WHAT THE TASK ASKS ▸ Which lines of the entries hold the string "pattern"? Copy each one.

[Saved data entries]

________________________________________

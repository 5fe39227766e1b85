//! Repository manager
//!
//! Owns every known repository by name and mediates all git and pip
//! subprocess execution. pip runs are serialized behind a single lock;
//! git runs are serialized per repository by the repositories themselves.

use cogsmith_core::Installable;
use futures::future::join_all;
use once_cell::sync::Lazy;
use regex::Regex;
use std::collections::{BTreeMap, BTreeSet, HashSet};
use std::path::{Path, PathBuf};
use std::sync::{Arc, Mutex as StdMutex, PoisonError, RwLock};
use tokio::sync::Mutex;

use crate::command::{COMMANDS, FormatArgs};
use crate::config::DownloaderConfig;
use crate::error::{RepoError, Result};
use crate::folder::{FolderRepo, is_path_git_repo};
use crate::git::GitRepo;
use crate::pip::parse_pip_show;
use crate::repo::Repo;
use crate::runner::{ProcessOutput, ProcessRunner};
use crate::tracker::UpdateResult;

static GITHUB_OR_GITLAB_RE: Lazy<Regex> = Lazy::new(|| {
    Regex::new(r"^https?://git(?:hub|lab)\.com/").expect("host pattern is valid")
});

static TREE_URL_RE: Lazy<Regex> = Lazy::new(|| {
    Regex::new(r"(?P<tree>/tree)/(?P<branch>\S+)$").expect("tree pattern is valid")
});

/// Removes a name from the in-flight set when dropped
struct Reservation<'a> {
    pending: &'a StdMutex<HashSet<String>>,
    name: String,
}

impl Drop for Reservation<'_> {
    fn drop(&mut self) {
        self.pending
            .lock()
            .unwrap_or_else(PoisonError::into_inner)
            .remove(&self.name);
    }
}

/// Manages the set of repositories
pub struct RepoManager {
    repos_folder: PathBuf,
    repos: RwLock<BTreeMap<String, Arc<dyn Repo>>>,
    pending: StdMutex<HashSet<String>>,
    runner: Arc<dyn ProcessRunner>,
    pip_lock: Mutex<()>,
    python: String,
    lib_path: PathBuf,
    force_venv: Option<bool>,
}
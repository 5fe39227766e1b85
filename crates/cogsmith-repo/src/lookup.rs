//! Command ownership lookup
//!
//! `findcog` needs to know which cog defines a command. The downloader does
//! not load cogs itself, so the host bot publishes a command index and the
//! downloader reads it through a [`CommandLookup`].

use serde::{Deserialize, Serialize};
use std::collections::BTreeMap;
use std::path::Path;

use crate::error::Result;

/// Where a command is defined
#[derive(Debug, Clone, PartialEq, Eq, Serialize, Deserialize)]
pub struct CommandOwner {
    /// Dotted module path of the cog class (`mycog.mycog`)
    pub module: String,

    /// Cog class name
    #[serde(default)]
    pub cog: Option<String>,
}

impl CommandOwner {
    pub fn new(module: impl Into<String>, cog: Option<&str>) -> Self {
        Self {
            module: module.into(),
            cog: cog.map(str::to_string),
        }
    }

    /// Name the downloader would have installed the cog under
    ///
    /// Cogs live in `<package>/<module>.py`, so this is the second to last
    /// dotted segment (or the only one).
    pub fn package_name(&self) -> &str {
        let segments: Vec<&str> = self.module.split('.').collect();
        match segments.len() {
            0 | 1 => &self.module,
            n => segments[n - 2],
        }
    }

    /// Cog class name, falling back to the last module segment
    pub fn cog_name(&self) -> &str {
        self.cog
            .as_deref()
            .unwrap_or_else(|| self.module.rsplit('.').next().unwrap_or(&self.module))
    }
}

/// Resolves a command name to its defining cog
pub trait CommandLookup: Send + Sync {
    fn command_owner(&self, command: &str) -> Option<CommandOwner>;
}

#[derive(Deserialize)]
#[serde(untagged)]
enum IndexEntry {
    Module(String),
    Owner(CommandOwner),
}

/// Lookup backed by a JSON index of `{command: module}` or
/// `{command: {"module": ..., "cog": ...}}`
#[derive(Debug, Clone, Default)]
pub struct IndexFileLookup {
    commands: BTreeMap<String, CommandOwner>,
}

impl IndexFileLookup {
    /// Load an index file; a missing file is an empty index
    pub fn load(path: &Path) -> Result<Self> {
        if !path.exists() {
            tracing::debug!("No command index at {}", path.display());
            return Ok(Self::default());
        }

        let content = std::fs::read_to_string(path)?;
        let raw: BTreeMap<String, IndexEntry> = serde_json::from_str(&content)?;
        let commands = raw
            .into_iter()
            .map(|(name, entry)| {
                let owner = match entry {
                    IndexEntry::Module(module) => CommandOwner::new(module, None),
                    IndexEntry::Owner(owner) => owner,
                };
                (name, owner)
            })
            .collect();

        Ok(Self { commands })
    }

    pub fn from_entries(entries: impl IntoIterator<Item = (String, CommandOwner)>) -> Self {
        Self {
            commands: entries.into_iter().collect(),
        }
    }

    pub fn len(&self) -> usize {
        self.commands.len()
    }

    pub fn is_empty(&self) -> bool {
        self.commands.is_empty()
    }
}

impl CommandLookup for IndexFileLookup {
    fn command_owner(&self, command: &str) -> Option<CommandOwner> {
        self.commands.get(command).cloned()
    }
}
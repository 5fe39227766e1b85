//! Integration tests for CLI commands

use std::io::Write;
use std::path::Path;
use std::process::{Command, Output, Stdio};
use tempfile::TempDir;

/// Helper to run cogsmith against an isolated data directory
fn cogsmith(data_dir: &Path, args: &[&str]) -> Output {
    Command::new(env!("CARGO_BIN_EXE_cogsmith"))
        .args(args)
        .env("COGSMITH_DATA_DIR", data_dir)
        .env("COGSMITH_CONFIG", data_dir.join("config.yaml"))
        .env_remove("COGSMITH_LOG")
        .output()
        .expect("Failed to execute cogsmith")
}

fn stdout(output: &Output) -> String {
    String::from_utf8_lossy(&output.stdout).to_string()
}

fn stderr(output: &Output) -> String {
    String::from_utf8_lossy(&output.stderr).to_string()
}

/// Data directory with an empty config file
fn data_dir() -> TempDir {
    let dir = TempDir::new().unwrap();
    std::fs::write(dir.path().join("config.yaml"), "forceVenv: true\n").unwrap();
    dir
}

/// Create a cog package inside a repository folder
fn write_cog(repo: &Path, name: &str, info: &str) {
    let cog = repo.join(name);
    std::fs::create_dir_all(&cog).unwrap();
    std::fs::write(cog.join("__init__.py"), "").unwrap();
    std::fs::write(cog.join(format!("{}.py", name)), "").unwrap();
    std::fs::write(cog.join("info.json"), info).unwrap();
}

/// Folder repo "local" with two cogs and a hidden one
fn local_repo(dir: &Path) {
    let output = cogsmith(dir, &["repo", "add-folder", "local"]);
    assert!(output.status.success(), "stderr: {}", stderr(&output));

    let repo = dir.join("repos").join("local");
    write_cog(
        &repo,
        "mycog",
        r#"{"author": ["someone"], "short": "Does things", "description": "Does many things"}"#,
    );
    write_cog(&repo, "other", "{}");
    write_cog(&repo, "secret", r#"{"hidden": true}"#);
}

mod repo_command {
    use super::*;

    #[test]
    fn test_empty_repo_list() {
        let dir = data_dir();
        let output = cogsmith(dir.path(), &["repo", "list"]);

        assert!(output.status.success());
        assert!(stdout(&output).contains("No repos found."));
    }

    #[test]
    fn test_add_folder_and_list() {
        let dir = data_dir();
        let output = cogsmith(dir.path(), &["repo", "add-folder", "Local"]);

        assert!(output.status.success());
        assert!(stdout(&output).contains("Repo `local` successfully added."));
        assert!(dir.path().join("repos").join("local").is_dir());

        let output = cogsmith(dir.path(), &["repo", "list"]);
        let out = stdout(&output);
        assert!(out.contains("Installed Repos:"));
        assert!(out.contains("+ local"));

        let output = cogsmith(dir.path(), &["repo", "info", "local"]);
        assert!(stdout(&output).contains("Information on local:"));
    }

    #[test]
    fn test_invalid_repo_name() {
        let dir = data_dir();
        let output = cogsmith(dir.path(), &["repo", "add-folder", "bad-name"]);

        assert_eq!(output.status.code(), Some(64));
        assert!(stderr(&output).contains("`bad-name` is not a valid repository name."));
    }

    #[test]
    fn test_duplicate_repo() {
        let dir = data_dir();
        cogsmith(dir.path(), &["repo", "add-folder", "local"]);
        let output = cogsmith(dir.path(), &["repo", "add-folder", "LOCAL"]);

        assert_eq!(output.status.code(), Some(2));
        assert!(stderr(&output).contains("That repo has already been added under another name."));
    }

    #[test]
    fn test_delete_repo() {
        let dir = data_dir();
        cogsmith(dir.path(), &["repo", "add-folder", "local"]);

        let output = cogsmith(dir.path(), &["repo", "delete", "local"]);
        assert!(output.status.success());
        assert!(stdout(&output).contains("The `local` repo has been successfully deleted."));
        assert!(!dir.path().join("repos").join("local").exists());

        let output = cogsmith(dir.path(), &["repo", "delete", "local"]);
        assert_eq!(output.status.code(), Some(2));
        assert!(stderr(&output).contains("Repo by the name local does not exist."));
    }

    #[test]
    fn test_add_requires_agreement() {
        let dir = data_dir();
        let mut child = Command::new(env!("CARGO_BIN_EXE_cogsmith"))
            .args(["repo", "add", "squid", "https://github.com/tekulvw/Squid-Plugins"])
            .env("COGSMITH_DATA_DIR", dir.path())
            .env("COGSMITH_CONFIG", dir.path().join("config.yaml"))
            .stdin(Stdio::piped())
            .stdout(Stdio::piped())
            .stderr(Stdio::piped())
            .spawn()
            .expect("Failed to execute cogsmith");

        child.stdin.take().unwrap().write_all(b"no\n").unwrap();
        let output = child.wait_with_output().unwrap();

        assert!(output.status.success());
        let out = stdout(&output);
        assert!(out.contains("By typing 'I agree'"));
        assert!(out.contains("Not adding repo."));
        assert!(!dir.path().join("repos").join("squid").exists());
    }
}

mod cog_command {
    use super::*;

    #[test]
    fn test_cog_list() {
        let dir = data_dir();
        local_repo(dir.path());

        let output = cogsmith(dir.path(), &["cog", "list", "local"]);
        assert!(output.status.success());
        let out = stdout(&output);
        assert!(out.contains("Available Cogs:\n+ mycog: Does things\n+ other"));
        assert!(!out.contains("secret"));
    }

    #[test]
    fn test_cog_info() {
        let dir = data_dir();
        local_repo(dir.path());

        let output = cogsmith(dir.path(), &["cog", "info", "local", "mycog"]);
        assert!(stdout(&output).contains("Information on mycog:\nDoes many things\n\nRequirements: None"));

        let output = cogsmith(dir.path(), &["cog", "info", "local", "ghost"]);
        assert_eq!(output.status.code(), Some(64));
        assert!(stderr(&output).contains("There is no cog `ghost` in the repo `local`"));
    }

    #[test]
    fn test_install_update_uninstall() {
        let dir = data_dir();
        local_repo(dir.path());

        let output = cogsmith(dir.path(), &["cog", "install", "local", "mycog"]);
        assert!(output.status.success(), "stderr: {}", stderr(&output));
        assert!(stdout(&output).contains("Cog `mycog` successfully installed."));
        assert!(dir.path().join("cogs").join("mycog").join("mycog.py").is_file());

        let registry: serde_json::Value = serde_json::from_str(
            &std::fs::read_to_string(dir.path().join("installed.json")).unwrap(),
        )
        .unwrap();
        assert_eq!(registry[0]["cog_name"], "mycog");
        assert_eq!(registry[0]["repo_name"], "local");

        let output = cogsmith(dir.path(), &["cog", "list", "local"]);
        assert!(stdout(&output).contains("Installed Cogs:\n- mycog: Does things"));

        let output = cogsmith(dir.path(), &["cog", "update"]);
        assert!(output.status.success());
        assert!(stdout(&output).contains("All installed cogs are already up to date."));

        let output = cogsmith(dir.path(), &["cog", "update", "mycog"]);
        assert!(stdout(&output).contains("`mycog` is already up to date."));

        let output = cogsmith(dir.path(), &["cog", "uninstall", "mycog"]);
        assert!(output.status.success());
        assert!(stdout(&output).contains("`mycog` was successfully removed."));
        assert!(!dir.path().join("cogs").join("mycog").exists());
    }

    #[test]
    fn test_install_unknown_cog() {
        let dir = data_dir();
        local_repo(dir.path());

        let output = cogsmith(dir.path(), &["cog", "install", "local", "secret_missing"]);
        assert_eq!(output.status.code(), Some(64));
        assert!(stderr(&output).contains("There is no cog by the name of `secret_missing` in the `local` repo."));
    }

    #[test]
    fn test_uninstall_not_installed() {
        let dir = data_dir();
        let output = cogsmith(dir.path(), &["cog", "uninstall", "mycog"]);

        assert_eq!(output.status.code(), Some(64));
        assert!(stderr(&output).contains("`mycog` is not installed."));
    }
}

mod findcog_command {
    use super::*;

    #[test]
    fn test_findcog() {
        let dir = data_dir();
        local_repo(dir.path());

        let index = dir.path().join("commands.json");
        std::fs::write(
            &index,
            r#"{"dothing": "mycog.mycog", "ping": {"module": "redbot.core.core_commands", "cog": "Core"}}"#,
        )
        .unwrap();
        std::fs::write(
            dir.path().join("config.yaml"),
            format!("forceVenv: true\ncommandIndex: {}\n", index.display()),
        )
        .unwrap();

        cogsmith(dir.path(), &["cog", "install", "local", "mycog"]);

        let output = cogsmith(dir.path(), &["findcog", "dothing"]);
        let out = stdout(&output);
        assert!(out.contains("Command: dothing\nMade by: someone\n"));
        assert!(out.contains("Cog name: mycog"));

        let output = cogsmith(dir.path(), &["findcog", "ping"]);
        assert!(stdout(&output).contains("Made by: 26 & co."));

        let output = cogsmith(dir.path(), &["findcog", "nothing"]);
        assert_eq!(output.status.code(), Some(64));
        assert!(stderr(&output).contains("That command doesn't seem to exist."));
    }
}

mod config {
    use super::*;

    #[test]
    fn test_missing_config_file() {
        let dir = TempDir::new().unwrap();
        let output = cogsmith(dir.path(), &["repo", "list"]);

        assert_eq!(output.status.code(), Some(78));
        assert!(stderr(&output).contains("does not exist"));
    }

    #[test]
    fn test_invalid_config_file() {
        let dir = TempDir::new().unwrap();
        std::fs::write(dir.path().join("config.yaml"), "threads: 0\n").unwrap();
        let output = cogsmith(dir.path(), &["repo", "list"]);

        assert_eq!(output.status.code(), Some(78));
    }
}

________________________________________

ANSWER TO THIS PROBLEM ▸
    Regex::new(r"^https?://git(?:hub|lab)\.com/").expect("host pattern is valid")
    Regex::new(r"(?P<tree>/tree)/(?P<branch>\S+)$").expect("tree pattern is valid")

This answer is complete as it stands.